If a line of the listing contains the string "Duration", return that line.
┄┄┄┄┄┄┄┄┄┄
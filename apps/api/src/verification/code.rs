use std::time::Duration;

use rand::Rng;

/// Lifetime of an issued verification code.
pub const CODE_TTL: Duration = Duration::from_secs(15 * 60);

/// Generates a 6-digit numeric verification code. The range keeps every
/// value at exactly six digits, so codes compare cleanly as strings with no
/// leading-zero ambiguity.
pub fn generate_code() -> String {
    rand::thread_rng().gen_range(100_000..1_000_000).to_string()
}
┄┄┄┄┄┄┄┄┄┄
_Response area:_
use std::time::Duration;
pub const CODE_TTL: Duration = Duration::from_secs(15 * 60);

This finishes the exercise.